Non si può dire che l'Italia sia rimasta insensibile a questa emergenza culturale africana e non abbia fatto nulla per promuovere gli aiuti. L'Istituto Internazionale di Antropologia di Parigi, con direzione italiana, e il Centro Studi Archeologia Africana di Milano hanno indetto, il 9 maggio 1998, il primo congresso in Europa centrato esclusivamente sul tema: "Gli antichi manoscritti del Sahara e del Sahel: riscoperta, salvaguardia e valorizzazione quale patrimonio dell'umanità". Hanno partecipato all'incontro un centinaio di ricercatori universitari, esperti, giornalisti e responsabili governativi di vari paesi (Spagna, Francia, Svizzera, Marocco, Mauritania, Libia, Mali) ed è stata allestita in concomitanza con i lavori del convegno la mostra "Biblioteche del deserto", presso il Museo Civico di Storia Naturale di Milano. L'Associazione culturale Giovanni Lorenzin (giovane cooperante di Africa 70 morto in Mauritania sul lavoro) di Portogruaro (Ve) ha stanziato nel dicembre 2000 la somma di 10 milioni di lire come contributo al centro culturale della fondazione Habott di Chinguetti, una sala della quale sarà dedicata alla memoria di Lorenzin.
Una seconda mostra iconografica ed etnografica sulle biblioteche del deserto è stata allestita nel luglio 2001 dall'Associazione Incontri Africani di Cuneo.
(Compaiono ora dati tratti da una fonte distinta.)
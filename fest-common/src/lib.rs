//! # festsync common library
//!
//! Shared code for the festsync workspace:
//! - Error type used by the store layer
//! - Configuration loading and root folder resolution
//! - Tracing subscriber setup
//! - SQLite database initialization

pub mod config;
pub mod db;
pub mod error;
pub mod logging;

pub use error::{Error, Result};
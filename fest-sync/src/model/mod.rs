//! Remote and local entity families
//!
//! Every synchronized concept has a remote value (decoded snapshot) and a
//! local record (store-resident, mutable). Local records carry a storage
//! guid that is never used for matching, the remote fields, locally-owned
//! fields, and links to their parent records.

pub mod local;
pub mod remote;
pub mod value;

pub use local::{LocalEvent, LocalPerformance, LocalVenue, PerformanceLifecycle};
pub use remote::{ListingStatus, RemoteEvent, RemotePerformance, RemoteVenue};
pub use value::{stored_precision, Column, ColumnType, Row, RowReader, Value};

use crate::status::EntityKind;
use uuid::Uuid;

/// A store-resident record
///
/// `COLUMNS` always starts with `guid`; `to_row`/`from_row` follow the
/// same order.
pub trait LocalModel: Clone + Send + Sync + std::fmt::Debug + 'static {
    const KIND: EntityKind;
    const COLUMNS: &'static [Column];

    fn guid(&self) -> Uuid;

    fn to_row(&self) -> Row;

    fn from_row(row: Row) -> fest_common::Result<Self>;

    fn column_index(name: &str) -> Option<usize> {
        Self::COLUMNS.iter().position(|column| column.name == name)
    }
}
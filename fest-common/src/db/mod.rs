//! Database initialization and listing schema

pub mod init;

pub use init::*;
//! Mutable local store
//!
//! A store stages inserts and updates in a working context and persists
//! them only on [`Store::save`]. Fetches see staged changes. There is one
//! SQLite-backed implementation and one in-memory implementation used by
//! tests and dry runs.

pub mod memory;
pub mod sqlite;

pub use memory::MemoryStore;
pub use sqlite::SqliteStore;

use crate::filter::Filter;
use crate::model::LocalModel;
use crate::status::EntityKind;
use async_trait::async_trait;
use fest_common::Result;
use std::collections::BTreeSet;
use uuid::Uuid;

/// Entity kinds a store can hold
#[derive(Debug, Clone, Default, PartialEq, Eq)]
pub struct Schema {
    kinds: BTreeSet<EntityKind>,
}

impl Schema {
    pub fn new(kinds: impl IntoIterator<Item = EntityKind>) -> Self {
        Self {
            kinds: kinds.into_iter().collect(),
        }
    }

    /// Venue, event and performance
    pub fn listings() -> Self {
        Self::new(EntityKind::ALL)
    }

    pub fn supports(&self, kind: EntityKind) -> bool {
        self.kinds.contains(&kind)
    }

    pub fn kinds(&self) -> impl Iterator<Item = EntityKind> + '_ {
        self.kinds.iter().copied()
    }
}

/// Transactional record store
///
/// Not object-safe; the engine is generic over it.
#[async_trait]
pub trait Store: Send {
    fn schema(&self) -> &Schema;

    /// Records of `L` matching `filter`, staged changes included
    async fn fetch<L: LocalModel>(&mut self, filter: &Filter<L>) -> Result<Vec<L>>;

    /// Stage a new record
    async fn insert<L: LocalModel>(&mut self, record: &L) -> Result<()>;

    /// Stage new field values for an existing record, keyed by guid
    async fn update<L: LocalModel>(&mut self, record: &L) -> Result<()>;

    /// Whether a record with this guid is visible in the working context
    async fn is_managed<L: LocalModel>(&mut self, guid: Uuid) -> Result<bool>;

    /// Persist every staged change atomically
    async fn save(&mut self) -> Result<()>;

    /// Drop every staged change
    async fn discard(&mut self) -> Result<()>;

    fn has_changes(&self) -> bool;
}
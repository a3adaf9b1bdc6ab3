//! In-memory store
//!
//! Keeps a committed copy and a working copy of every table. `save` promotes
//! the working copy, `discard` restores the committed one. No uniqueness
//! constraints are enforced, which lets tests stage states SQLite would
//! reject.

use super::{Schema, Store};
use crate::filter::Filter;
use crate::model::{LocalModel, Row};
use crate::status::EntityKind;
use async_trait::async_trait;
use fest_common::{Error, Result};
use std::collections::{BTreeMap, HashMap};
use tracing::debug;
use uuid::Uuid;

type Tables = HashMap<EntityKind, BTreeMap<Uuid, Row>>;

#[derive(Debug, Clone)]
pub struct MemoryStore {
    schema: Schema,
    committed: Tables,
    working: Tables,
    dirty: bool,
}

impl Default for MemoryStore {
    fn default() -> Self {
        Self::new()
    }
}

impl MemoryStore {
    /// Store holding venues, events and performances
    pub fn new() -> Self {
        Self::with_schema(Schema::listings())
    }

    pub fn with_schema(schema: Schema) -> Self {
        Self {
            schema,
            committed: Tables::new(),
            working: Tables::new(),
            dirty: false,
        }
    }

    /// Place a record directly in committed state, bypassing staging
    pub fn seed<L: LocalModel>(&mut self, record: &L) {
        for tables in [&mut self.committed, &mut self.working] {
            tables
                .entry(L::KIND)
                .or_default()
                .insert(record.guid(), record.to_row());
        }
    }

    /// Number of `L` records in the working context
    pub fn len<L: LocalModel>(&self) -> usize {
        self.working.get(&L::KIND).map_or(0, BTreeMap::len)
    }

    /// Number of `L` records in committed state
    pub fn committed_len<L: LocalModel>(&self) -> usize {
        self.committed.get(&L::KIND).map_or(0, BTreeMap::len)
    }

    fn ensure_supported(&self, kind: EntityKind) -> Result<()> {
        if self.schema.supports(kind) {
            Ok(())
        } else {
            Err(Error::UnsupportedKind(kind.to_string()))
        }
    }
}

#[async_trait]
impl Store for MemoryStore {
    fn schema(&self) -> &Schema {
        &self.schema
    }

    /// Kinds outside the schema simply have no records
    async fn fetch<L: LocalModel>(&mut self, filter: &Filter<L>) -> Result<Vec<L>> {
        let Some(table) = self.working.get(&L::KIND) else {
            return Ok(Vec::new());
        };
        table
            .values()
            .filter(|row| filter.matches_row(row))
            .cloned()
            .map(L::from_row)
            .collect()
    }

    async fn insert<L: LocalModel>(&mut self, record: &L) -> Result<()> {
        self.ensure_supported(L::KIND)?;
        let table = self.working.entry(L::KIND).or_default();
        if table.contains_key(&record.guid()) {
            return Err(Error::Internal(format!(
                "{} {} already exists",
                L::KIND,
                record.guid()
            )));
        }
        table.insert(record.guid(), record.to_row());
        self.dirty = true;
        Ok(())
    }

    async fn update<L: LocalModel>(&mut self, record: &L) -> Result<()> {
        self.ensure_supported(L::KIND)?;
        let Some(row) = self
            .working
            .get_mut(&L::KIND)
            .and_then(|table| table.get_mut(&record.guid()))
        else {
            return Err(Error::Internal(format!(
                "{} {} is not in the store",
                L::KIND,
                record.guid()
            )));
        };
        *row = record.to_row();
        self.dirty = true;
        Ok(())
    }

    async fn is_managed<L: LocalModel>(&mut self, guid: Uuid) -> Result<bool> {
        Ok(self
            .working
            .get(&L::KIND)
            .is_some_and(|table| table.contains_key(&guid)))
    }

    async fn save(&mut self) -> Result<()> {
        if self.dirty {
            self.committed = self.working.clone();
            self.dirty = false;
            debug!("Memory store committed");
        }
        Ok(())
    }

    async fn discard(&mut self) -> Result<()> {
        if self.dirty {
            self.working = self.committed.clone();
            self.dirty = false;
            debug!("Memory store rolled back");
        }
        Ok(())
    }

    fn has_changes(&self) -> bool {
        self.dirty
    }
}
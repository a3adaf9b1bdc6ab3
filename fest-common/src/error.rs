//! Common error types for festsync

use thiserror::Error;

/// Common result type for festsync operations
pub type Result<T> = std::result::Result<T, Error>;

/// Errors raised below the reconciliation engine (storage, config, I/O)
#[derive(Error, Debug)]
pub enum Error {
    /// Database operation error (wraps sqlx::Error)
    #[error("Database error: {0}")]
    Database(#[from] sqlx::Error),

    /// I/O operation error (wraps std::io::Error)
    #[error("IO error: {0}")]
    Io(#[from] std::io::Error),

    /// Configuration loading or validation error
    #[error("Configuration error: {0}")]
    Config(String),

    /// A stored row could not be turned back into a record
    #[error("Decode error: {0}")]
    Decode(String),

    /// The store has no table for the requested entity kind
    #[error("Unsupported entity kind: {0}")]
    UnsupportedKind(String),

    /// Internal error
    #[error("Internal error: {0}")]
    Internal(String),
}
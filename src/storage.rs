//! Storage Collaborator
//!
//! [`StorageBackend`] is the seam between the transfer engine and whatever
//! holds the data: account records keyed by id, the append-only journal, and
//! one transactional unit of work ([`commit_transfer`](StorageBackend::commit_transfer))
//! that lands both account updates and both ledger entries or nothing at all.
//!
//! [`MemoryBackend`] is the in-process implementation. All writes are
//! serialized through a single commit mutex, which gives `commit_transfer`
//! its all-or-nothing guarantee; account saves are version-checked CAS
//! operations, and `append_entries` enforces the unique-transfer-id
//! constraint at commit time as the idempotency backstop.

use std::collections::HashSet;

use async_trait::async_trait;
use dashmap::DashMap;
use rust_decimal::Decimal;
use tokio::sync::Mutex;

use crate::account::Account;
use crate::error::LedgerError;
use crate::journal::{EntryKind, LedgerEntry};
use crate::types::AccountId;

/// Persistence + journal collaborator contract.
#[async_trait]
pub trait StorageBackend: Send + Sync {
    // === Accounts ===
    async fn load_account(&self, id: AccountId) -> Result<Account, LedgerError>;

    async fn account_exists(&self, id: AccountId) -> Result<bool, LedgerError>;

    /// Persist a new account and its seed entries as one atomic unit.
    /// Fails with `AlreadyExists` on a duplicate id; a journal failure
    /// leaves no account committed.
    async fn insert_account(
        &self,
        account: Account,
        seed_entries: Vec<LedgerEntry>,
    ) -> Result<(), LedgerError>;

    /// Version-checked write: fails with `ConcurrencyConflict` if the stored
    /// version no longer matches `expected_version`.
    async fn save_account(
        &self,
        account: &Account,
        expected_version: u64,
    ) -> Result<(), LedgerError>;

    // === Journal ===
    /// Atomic all-or-nothing append. A duplicate transfer id leaves nothing
    /// committed.
    async fn append_entries(&self, entries: Vec<LedgerEntry>) -> Result<(), LedgerError>;

    async fn exists_for_transfer(&self, transfer_id: &str) -> Result<bool, LedgerError>;

    async fn entries_for_transfer(
        &self,
        transfer_id: &str,
    ) -> Result<Vec<LedgerEntry>, LedgerError>;

    async fn entries_for_account(
        &self,
        account_id: AccountId,
    ) -> Result<Vec<LedgerEntry>, LedgerError>;

    async fn sum_by_transfer_and_kind(
        &self,
        transfer_id: &str,
        kind: EntryKind,
    ) -> Result<Decimal, LedgerError>;

    // === Unit of work ===
    /// Persist every `(account, expected_version)` update and every entry as
    /// one atomic unit. Any version mismatch fails the whole commit with
    /// `ConcurrencyConflict`; any other failure leaves no partial state.
    async fn commit_transfer(
        &self,
        updates: Vec<(Account, u64)>,
        entries: Vec<LedgerEntry>,
    ) -> Result<(), LedgerError>;
}

#[derive(Default)]
struct JournalState {
    entries: Vec<LedgerEntry>,
    transfer_ids: HashSet<String>,
}

impl JournalState {
    /// Validate-then-apply so a failure leaves the journal untouched.
    fn append_checked(&mut self, entries: Vec<LedgerEntry>) -> Result<(), LedgerError> {
        let mut incoming: HashSet<&str> = HashSet::new();
        for entry in &entries {
            incoming.insert(entry.transfer_id());
        }
        for transfer_id in &incoming {
            if self.transfer_ids.contains(*transfer_id) {
                return Err(LedgerError::Internal(format!(
                    "transfer {} already journaled",
                    transfer_id
                )));
            }
        }
        for entry in &entries {
            self.transfer_ids.insert(entry.transfer_id().to_string());
        }
        self.entries.extend(entries);
        Ok(())
    }
}

/// In-memory storage backend.
pub struct MemoryBackend {
    accounts: DashMap<AccountId, Account>,
    journal: Mutex<JournalState>,
    // Serializes all writers; held across the version checks and the
    // mutations of commit_transfer so the unit of work is atomic.
    commit_lock: Mutex<()>,
}

impl MemoryBackend {
    pub fn new() -> Self {
        Self {
            accounts: DashMap::new(),
            journal: Mutex::new(JournalState::default()),
            commit_lock: Mutex::new(()),
        }
    }

    fn check_version(&self, account: &Account, expected: u64) -> Result<(), LedgerError> {
        match self.accounts.get(&account.id()) {
            None => Err(LedgerError::NotFound(account.id())),
            Some(stored) if stored.version() != expected => {
                Err(LedgerError::ConcurrencyConflict(format!(
                    "account {} version is {}, expected {}",
                    account.id(),
                    stored.version(),
                    expected
                )))
            }
            Some(_) => Ok(()),
        }
    }
}

impl Default for MemoryBackend {
    fn default() -> Self {
        Self::new()
    }
}

#[async_trait]
impl StorageBackend for MemoryBackend {
    async fn load_account(&self, id: AccountId) -> Result<Account, LedgerError> {
        self.accounts
            .get(&id)
            .map(|a| a.clone())
            .ok_or(LedgerError::NotFound(id))
    }

    async fn account_exists(&self, id: AccountId) -> Result<bool, LedgerError> {
        Ok(self.accounts.contains_key(&id))
    }

    async fn insert_account(
        &self,
        account: Account,
        seed_entries: Vec<LedgerEntry>,
    ) -> Result<(), LedgerError> {
        let _commit = self.commit_lock.lock().await;
        if self.accounts.contains_key(&account.id()) {
            return Err(LedgerError::AlreadyExists(account.id()));
        }
        // Journal first: a failed append leaves no account behind.
        let mut journal = self.journal.lock().await;
        journal.append_checked(seed_entries)?;
        self.accounts.insert(account.id(), account);
        Ok(())
    }

    async fn save_account(
        &self,
        account: &Account,
        expected_version: u64,
    ) -> Result<(), LedgerError> {
        let _commit = self.commit_lock.lock().await;
        self.check_version(account, expected_version)?;
        self.accounts.insert(account.id(), account.clone());
        Ok(())
    }

    async fn append_entries(&self, entries: Vec<LedgerEntry>) -> Result<(), LedgerError> {
        let _commit = self.commit_lock.lock().await;
        let mut journal = self.journal.lock().await;
        journal.append_checked(entries)
    }

    async fn exists_for_transfer(&self, transfer_id: &str) -> Result<bool, LedgerError> {
        let journal = self.journal.lock().await;
        Ok(journal.transfer_ids.contains(transfer_id))
    }

    async fn entries_for_transfer(
        &self,
        transfer_id: &str,
    ) -> Result<Vec<LedgerEntry>, LedgerError> {
        let journal = self.journal.lock().await;
        Ok(journal
            .entries
            .iter()
            .filter(|e| e.transfer_id() == transfer_id)
            .cloned()
            .collect())
    }

    async fn entries_for_account(
        &self,
        account_id: AccountId,
    ) -> Result<Vec<LedgerEntry>, LedgerError> {
        let journal = self.journal.lock().await;
        Ok(journal
            .entries
            .iter()
            .filter(|e| e.account_id() == account_id)
            .cloned()
            .collect())
    }

    async fn sum_by_transfer_and_kind(
        &self,
        transfer_id: &str,
        kind: EntryKind,
    ) -> Result<Decimal, LedgerError> {
        let journal = self.journal.lock().await;
        Ok(journal
            .entries
            .iter()
            .filter(|e| e.transfer_id() == transfer_id && e.kind() == kind)
            .map(|e| e.amount())
            .sum())
    }

    async fn commit_transfer(
        &self,
        updates: Vec<(Account, u64)>,
        entries: Vec<LedgerEntry>,
    ) -> Result<(), LedgerError> {
        let _commit = self.commit_lock.lock().await;

        // Validate every precondition before mutating anything.
        for (account, expected_version) in &updates {
            self.check_version(account, *expected_version)?;
        }
        let mut journal = self.journal.lock().await;
        journal.append_checked(entries)?;

        for (account, _) in updates {
            self.accounts.insert(account.id(), account);
        }
        Ok(())
    }
}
Nel febbraio 2002 la mostra è stata portata nuovamente a Milano, e successivamente a Portogruaro. Sono previste anche esposizioni al Museo di Etnologia e di Antropologia di Firenze e, in autunno, a Torino in occasione della settimana "Identità e Differenza".
Per finire, un interessante documentario, "Bilad Chinqit", è stato girato in Mauritania dagli studi Film-Tv di Bolzano.